===== STUDY MATERIAL
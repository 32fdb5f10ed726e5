//! Boost-rank normalization.

use serde::{Deserialize, Serialize};
use serde_json::Value;

use crate::error::ConfigWarning;
use crate::raw::{Field, RawOptions, keys};
use crate::setting::Setting;

/// Ranking window used when the caller supplies none (or a bad one).
pub const DEFAULT_RANK_HOURS: f64 = 24.0;

/// Parameters for the ranking query the widget issues.
#[derive(Debug, Clone, PartialEq, Serialize, Deserialize)]
pub struct RankConfig {
	/// Lookback window in hours. Always positive.
	pub hours: f64,
	/// Tags to filter the ranking query with.
	pub tags: Vec<String>,
	/// Categories to filter the ranking query with.
	pub categories: Vec<String>,
}

impl Default for RankConfig {
	fn default() -> Self {
		Self {
			hours: DEFAULT_RANK_HOURS,
			tags: Vec::new(),
			categories: Vec::new(),
		}
	}
}

/// Resolve the boost-rank field.
///
/// The current-schema `boostRank` wins when it is a strict boolean
/// (`true` = defaults, `false` = disabled) or an object (merged over
/// defaults). Otherwise the legacy trio applies: ranking is on by default,
/// `getBoostRank: false` switches it off, and `rankHours` sets the window
/// when positive.
///
/// A merged `hours` that is not a positive number is replaced by
/// [`DEFAULT_RANK_HOURS`] with a warning rather than rejected.
pub fn normalize_rank(
	opts: &RawOptions,
	warnings: &mut Vec<ConfigWarning>,
) -> Setting<RankConfig> {
	match opts.field(keys::BOOST_RANK) {
		Field::Bool(true) => return Setting::Value(RankConfig::default()),
		Field::Bool(false) => return Setting::Disabled,
		Field::Object(obj) => {
			let mut config = RankConfig::default();
			if let Some(raw_hours) = obj.get("hours") {
				config.hours = positive_hours(raw_hours, warnings);
			}
			config.tags = string_list(Field::of(obj.get("tags")));
			config.categories = string_list(Field::of(obj.get("categories")));
			return Setting::Value(config);
		}
		// Not a boolean or an object: treat as undefined, consult legacy.
		_ => {}
	}

	match opts.field(keys::GET_BOOST_RANK) {
		Field::Bool(false) => Setting::Disabled,
		// Ranking is enabled by default.
		Field::Absent => Setting::Value(RankConfig::default()),
		_ => {
			let mut config = RankConfig::default();
			if let Some(raw_hours) = opts.field(keys::RANK_HOURS).number() {
				if raw_hours > 0.0 {
					config.hours = raw_hours;
				} else {
					warnings.push(ConfigWarning::InvalidRankHours {
						got: raw_hours.to_string(),
					});
				}
			}
			Setting::Value(config)
		}
	}
}

fn positive_hours(raw: &Value, warnings: &mut Vec<ConfigWarning>) -> f64 {
	match Field::of(Some(raw)).number() {
		Some(hours) if hours > 0.0 => hours,
		_ => {
			warnings.push(ConfigWarning::InvalidRankHours { got: raw.to_string() });
			DEFAULT_RANK_HOURS
		}
	}
}

/// String entries of an array field; non-strings are dropped.
fn string_list(field: Field<'_>) -> Vec<String> {
	field
		.array()
		.map(|entries| {
			entries
				.iter()
				.filter_map(|v| v.as_str().map(str::to_string))
				.collect()
		})
		.unwrap_or_default()
}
==========
INSTRUCTIONS FOR THE TASK - The expected response is the full data, reproduced exactly.

SOLUTION -
repository 32fdb5f10ed726e5
//! Boost-rank normalization.

use serde::{Deserialize, Serialize};
use serde_json::Value;

use crate::error::ConfigWarning;
use crate::raw::{Field, RawOptions, keys};
use crate::setting::Setting;

/// Ranking window used when the caller supplies none (or a bad one).
pub const DEFAULT_RANK_HOURS: f64 = 24.0;

/// Parameters for the ranking query the widget issues.
#[derive(Debug, Clone, PartialEq, Serialize, Deserialize)]
pub struct RankConfig {
	/// Lookback window in hours. Always positive.
	pub hours: f64,
	/// Tags to filter the ranking query with.
	pub tags: Vec<String>,
	/// Categories to filter the ranking query with.
	pub categories: Vec<String>,
}

impl Default for RankConfig {
	fn default() -> Self {
		Self {
			hours: DEFAULT_RANK_HOURS,
			tags: Vec::new(),
			categories: Vec::new(),
		}
	}
}

/// Resolve the boost-rank field.
///
/// The current-schema `boostRank` wins when it is a strict boolean
/// (`true` = defaults, `false` = disabled) or an object (merged over
/// defaults). Otherwise the legacy trio applies: ranking is on by default,
/// `getBoostRank: false` switches it off, and `rankHours` sets the window
/// when positive.
///
/// A merged `hours` that is not a positive number is replaced by
/// [`DEFAULT_RANK_HOURS`] with a warning rather than rejected.
pub fn normalize_rank(
	opts: &RawOptions,
	warnings: &mut Vec<ConfigWarning>,
) -> Setting<RankConfig> {
	match opts.field(keys::BOOST_RANK) {
		Field::Bool(true) => return Setting::Value(RankConfig::default()),
		Field::Bool(false) => return Setting::Disabled,
		Field::Object(obj) => {
			let mut config = RankConfig::default();
			if let Some(raw_hours) = obj.get("hours") {
				config.hours = positive_hours(raw_hours, warnings);
			}
			config.tags = string_list(Field::of(obj.get("tags")));
			config.categories = string_list(Field::of(obj.get("categories")));
			return Setting::Value(config);
		}
		// Not a boolean or an object: treat as undefined, consult legacy.
		_ => {}
	}

	match opts.field(keys::GET_BOOST_RANK) {
		Field::Bool(false) => Setting::Disabled,
		// Ranking is enabled by default.
		Field::Absent => Setting::Value(RankConfig::default()),
		_ => {
			let mut config = RankConfig::default();
			if let Some(raw_hours) = opts.field(keys::RANK_HOURS).number() {
				if raw_hours > 0.0 {
					config.hours = raw_hours;
				} else {
					warnings.push(ConfigWarning::InvalidRankHours {
						got: raw_hours.to_string(),
					});
				}
			}
			Setting::Value(config)
		}
	}
}

fn positive_hours(raw: &Value, warnings: &mut Vec<ConfigWarning>) -> f64 {
	match Field::of(Some(raw)).number() {
		Some(hours) if hours > 0.0 => hours,
		_ => {
			warnings.push(ConfigWarning::InvalidRankHours { got: raw.to_string() });
			DEFAULT_RANK_HOURS
		}
	}
}

/// String entries of an array field; non-strings are dropped.
fn string_list(field: Field<'_>) -> Vec<String> {
	field
		.array()
		.map(|entries| {
			entries
				.iter()
				.filter_map(|v| v.as_str().map(str::to_string))
				.collect()
		})
		.unwrap_or_default()
}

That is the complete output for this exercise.